> **Stored items**:
══════════

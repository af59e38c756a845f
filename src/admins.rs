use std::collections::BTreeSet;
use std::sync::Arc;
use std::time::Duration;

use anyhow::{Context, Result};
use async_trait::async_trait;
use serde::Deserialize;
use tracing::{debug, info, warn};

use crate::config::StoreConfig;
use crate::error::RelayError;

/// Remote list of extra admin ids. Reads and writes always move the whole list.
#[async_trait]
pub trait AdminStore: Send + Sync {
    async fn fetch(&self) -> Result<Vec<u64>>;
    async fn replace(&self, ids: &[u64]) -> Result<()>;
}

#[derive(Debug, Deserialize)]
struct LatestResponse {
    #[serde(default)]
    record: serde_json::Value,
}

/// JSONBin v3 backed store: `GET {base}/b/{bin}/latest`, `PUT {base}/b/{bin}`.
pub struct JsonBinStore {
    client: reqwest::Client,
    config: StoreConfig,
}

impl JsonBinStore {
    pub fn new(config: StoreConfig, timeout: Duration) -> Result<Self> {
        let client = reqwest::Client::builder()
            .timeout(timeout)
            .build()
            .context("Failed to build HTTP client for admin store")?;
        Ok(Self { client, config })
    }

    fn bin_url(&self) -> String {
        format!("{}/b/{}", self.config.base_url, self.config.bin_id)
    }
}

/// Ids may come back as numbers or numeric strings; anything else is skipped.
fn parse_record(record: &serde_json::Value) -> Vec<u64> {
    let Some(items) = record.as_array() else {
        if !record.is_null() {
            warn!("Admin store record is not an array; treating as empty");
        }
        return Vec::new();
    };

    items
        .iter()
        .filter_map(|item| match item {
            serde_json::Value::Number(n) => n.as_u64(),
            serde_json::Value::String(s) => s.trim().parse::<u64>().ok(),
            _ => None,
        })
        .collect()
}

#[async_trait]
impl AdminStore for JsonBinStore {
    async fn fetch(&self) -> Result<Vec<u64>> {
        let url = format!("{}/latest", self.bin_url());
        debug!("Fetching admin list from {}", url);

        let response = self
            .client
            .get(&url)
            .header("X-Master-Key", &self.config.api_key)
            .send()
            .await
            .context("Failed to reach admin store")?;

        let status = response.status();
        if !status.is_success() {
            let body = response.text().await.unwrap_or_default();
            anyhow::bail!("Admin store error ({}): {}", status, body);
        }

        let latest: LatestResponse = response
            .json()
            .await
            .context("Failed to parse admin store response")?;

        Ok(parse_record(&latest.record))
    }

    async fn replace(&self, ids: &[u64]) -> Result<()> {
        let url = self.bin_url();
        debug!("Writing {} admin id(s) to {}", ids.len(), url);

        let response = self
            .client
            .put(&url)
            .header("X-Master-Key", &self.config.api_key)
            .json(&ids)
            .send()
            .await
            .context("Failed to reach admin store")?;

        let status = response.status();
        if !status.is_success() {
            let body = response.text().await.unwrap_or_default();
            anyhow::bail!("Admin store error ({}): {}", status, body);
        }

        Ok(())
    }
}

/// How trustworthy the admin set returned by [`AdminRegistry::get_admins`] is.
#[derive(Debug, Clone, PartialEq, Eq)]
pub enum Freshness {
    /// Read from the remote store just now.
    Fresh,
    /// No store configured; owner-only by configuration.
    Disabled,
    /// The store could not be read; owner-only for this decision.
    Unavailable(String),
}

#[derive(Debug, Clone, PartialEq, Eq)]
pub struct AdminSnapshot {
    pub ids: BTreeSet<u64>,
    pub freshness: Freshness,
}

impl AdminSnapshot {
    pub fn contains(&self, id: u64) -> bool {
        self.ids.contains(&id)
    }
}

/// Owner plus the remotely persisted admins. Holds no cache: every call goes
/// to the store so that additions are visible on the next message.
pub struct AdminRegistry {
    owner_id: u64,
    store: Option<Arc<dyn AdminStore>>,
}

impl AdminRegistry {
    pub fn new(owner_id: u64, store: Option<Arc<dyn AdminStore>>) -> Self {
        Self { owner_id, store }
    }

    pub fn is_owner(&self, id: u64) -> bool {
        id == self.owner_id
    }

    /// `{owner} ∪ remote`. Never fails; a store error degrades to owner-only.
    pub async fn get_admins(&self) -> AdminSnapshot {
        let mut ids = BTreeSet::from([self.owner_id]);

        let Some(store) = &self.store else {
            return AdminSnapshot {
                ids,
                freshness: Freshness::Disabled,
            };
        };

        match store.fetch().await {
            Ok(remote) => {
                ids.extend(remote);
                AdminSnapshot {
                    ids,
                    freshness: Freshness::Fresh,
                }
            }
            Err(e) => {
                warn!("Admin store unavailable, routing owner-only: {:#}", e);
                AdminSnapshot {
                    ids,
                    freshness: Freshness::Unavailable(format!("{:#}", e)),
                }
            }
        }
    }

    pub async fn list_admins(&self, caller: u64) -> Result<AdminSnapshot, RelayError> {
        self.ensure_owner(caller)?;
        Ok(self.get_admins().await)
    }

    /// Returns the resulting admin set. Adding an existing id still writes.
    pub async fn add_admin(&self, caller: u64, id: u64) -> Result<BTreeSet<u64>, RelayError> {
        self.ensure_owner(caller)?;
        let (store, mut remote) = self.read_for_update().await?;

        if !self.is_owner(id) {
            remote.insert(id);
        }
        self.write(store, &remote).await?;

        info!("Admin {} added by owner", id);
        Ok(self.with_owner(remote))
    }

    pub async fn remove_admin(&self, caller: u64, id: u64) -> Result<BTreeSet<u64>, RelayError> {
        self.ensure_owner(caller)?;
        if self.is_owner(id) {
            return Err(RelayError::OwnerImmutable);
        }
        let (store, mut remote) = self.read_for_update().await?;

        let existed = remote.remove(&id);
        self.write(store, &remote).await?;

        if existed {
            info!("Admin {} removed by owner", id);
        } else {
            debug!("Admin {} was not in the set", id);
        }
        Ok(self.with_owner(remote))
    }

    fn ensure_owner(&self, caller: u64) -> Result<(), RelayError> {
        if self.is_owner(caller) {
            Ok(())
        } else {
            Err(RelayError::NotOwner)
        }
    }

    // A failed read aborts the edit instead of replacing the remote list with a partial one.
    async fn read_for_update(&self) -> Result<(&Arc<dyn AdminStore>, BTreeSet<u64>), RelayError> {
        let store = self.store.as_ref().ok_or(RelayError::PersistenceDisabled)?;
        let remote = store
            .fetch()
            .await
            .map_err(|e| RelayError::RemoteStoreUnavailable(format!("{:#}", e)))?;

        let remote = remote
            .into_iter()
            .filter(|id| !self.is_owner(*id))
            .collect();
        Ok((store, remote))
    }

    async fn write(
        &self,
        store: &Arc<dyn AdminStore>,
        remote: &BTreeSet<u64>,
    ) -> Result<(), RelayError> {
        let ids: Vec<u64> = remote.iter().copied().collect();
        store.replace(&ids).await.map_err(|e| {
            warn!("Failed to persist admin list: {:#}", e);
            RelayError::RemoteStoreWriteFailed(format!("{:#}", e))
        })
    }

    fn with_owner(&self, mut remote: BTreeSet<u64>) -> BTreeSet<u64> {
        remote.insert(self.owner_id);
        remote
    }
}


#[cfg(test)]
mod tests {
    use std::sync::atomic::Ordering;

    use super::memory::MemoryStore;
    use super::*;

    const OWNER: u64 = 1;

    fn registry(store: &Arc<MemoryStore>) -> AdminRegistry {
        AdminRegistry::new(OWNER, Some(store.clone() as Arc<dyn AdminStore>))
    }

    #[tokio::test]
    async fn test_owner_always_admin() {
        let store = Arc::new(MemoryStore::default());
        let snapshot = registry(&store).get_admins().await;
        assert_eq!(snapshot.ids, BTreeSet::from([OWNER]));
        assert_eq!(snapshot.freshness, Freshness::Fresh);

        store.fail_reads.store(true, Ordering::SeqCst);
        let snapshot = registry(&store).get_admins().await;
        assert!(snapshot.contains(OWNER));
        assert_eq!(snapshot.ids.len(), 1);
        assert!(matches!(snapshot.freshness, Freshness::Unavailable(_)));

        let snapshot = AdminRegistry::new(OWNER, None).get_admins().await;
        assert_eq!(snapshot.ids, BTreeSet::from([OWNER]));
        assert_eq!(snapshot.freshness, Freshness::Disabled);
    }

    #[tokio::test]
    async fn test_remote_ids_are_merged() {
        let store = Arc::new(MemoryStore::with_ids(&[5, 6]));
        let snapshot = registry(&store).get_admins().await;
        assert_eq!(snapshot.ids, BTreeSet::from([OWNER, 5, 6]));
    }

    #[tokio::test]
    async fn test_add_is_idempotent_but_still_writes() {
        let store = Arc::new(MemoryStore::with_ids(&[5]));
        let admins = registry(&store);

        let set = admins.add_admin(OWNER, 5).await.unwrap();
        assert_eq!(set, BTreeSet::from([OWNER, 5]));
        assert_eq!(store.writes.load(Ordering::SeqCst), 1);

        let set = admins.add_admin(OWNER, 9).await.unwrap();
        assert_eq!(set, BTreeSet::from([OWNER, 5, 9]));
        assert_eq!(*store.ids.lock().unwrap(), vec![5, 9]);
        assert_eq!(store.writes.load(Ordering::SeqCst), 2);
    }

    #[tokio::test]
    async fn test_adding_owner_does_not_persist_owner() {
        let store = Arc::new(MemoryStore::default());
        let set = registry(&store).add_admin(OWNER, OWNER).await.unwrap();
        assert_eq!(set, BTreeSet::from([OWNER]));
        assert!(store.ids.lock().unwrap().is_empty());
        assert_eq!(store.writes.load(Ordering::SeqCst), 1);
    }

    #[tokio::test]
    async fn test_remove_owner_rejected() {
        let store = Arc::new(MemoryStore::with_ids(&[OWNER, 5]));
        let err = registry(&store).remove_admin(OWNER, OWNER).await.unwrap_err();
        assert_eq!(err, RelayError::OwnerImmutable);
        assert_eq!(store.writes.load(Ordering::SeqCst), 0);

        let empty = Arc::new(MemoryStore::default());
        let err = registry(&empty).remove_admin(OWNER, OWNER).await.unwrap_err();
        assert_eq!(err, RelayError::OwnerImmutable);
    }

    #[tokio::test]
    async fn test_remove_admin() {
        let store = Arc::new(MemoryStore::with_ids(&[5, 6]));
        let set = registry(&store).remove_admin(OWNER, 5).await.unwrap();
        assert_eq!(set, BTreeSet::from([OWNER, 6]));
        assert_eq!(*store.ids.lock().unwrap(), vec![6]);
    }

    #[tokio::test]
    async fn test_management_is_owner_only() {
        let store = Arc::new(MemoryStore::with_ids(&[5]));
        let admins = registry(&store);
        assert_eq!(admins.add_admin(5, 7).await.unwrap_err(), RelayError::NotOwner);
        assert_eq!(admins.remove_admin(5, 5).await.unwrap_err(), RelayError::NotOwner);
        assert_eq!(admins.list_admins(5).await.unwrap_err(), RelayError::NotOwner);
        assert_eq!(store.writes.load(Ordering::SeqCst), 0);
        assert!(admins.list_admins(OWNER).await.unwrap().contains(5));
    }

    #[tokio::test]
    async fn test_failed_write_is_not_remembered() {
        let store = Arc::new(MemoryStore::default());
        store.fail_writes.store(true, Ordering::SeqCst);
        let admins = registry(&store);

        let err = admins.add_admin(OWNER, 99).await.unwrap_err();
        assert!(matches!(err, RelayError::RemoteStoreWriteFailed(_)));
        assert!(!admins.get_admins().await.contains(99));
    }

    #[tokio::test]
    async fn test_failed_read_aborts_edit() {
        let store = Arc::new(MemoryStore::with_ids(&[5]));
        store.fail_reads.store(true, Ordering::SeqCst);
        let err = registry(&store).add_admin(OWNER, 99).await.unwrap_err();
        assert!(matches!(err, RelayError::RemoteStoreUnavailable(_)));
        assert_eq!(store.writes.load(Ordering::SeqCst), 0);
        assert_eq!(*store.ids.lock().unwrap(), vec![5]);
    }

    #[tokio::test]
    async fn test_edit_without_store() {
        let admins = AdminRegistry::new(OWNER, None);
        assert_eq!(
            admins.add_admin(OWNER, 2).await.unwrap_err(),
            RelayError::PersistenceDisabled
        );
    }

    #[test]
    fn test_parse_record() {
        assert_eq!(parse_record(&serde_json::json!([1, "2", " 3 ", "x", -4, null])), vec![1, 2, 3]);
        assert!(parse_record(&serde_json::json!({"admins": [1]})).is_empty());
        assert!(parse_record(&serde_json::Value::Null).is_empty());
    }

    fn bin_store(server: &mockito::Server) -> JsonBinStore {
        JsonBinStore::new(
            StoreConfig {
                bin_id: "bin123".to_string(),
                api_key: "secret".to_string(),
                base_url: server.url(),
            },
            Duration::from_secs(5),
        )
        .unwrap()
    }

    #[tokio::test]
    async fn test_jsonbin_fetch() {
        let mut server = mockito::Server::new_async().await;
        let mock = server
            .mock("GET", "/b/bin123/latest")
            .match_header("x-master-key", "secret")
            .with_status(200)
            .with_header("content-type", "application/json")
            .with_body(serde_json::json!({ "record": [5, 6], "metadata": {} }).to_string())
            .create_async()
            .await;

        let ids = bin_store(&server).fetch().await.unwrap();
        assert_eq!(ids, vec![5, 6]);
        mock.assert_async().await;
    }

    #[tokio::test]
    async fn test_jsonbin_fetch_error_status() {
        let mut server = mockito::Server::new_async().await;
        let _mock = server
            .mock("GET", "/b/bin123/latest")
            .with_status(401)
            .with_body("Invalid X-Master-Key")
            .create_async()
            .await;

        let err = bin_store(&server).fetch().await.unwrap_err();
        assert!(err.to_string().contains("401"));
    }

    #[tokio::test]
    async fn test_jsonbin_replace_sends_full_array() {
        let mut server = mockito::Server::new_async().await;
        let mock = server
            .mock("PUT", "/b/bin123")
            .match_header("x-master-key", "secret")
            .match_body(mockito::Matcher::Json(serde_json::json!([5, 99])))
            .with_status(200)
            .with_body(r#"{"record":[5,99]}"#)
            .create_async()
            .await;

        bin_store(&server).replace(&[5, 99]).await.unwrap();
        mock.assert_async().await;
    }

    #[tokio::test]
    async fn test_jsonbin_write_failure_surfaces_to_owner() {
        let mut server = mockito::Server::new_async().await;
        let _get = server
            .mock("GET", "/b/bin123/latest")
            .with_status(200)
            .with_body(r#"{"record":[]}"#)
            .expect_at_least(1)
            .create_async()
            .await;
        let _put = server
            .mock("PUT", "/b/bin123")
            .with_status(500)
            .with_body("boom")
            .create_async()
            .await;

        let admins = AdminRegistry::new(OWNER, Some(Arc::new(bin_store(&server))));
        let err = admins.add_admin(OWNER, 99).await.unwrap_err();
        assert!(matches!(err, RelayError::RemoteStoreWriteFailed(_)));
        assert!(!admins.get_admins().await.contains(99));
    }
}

══════════

> **Exercise goal**: In the lines above, find the word "bool" and copy every line it occurs in.

> **Answer box**:
    pub fn contains(&self, id: u64) -> bool {
    pub fn is_owner(&self, id: u64) -> bool {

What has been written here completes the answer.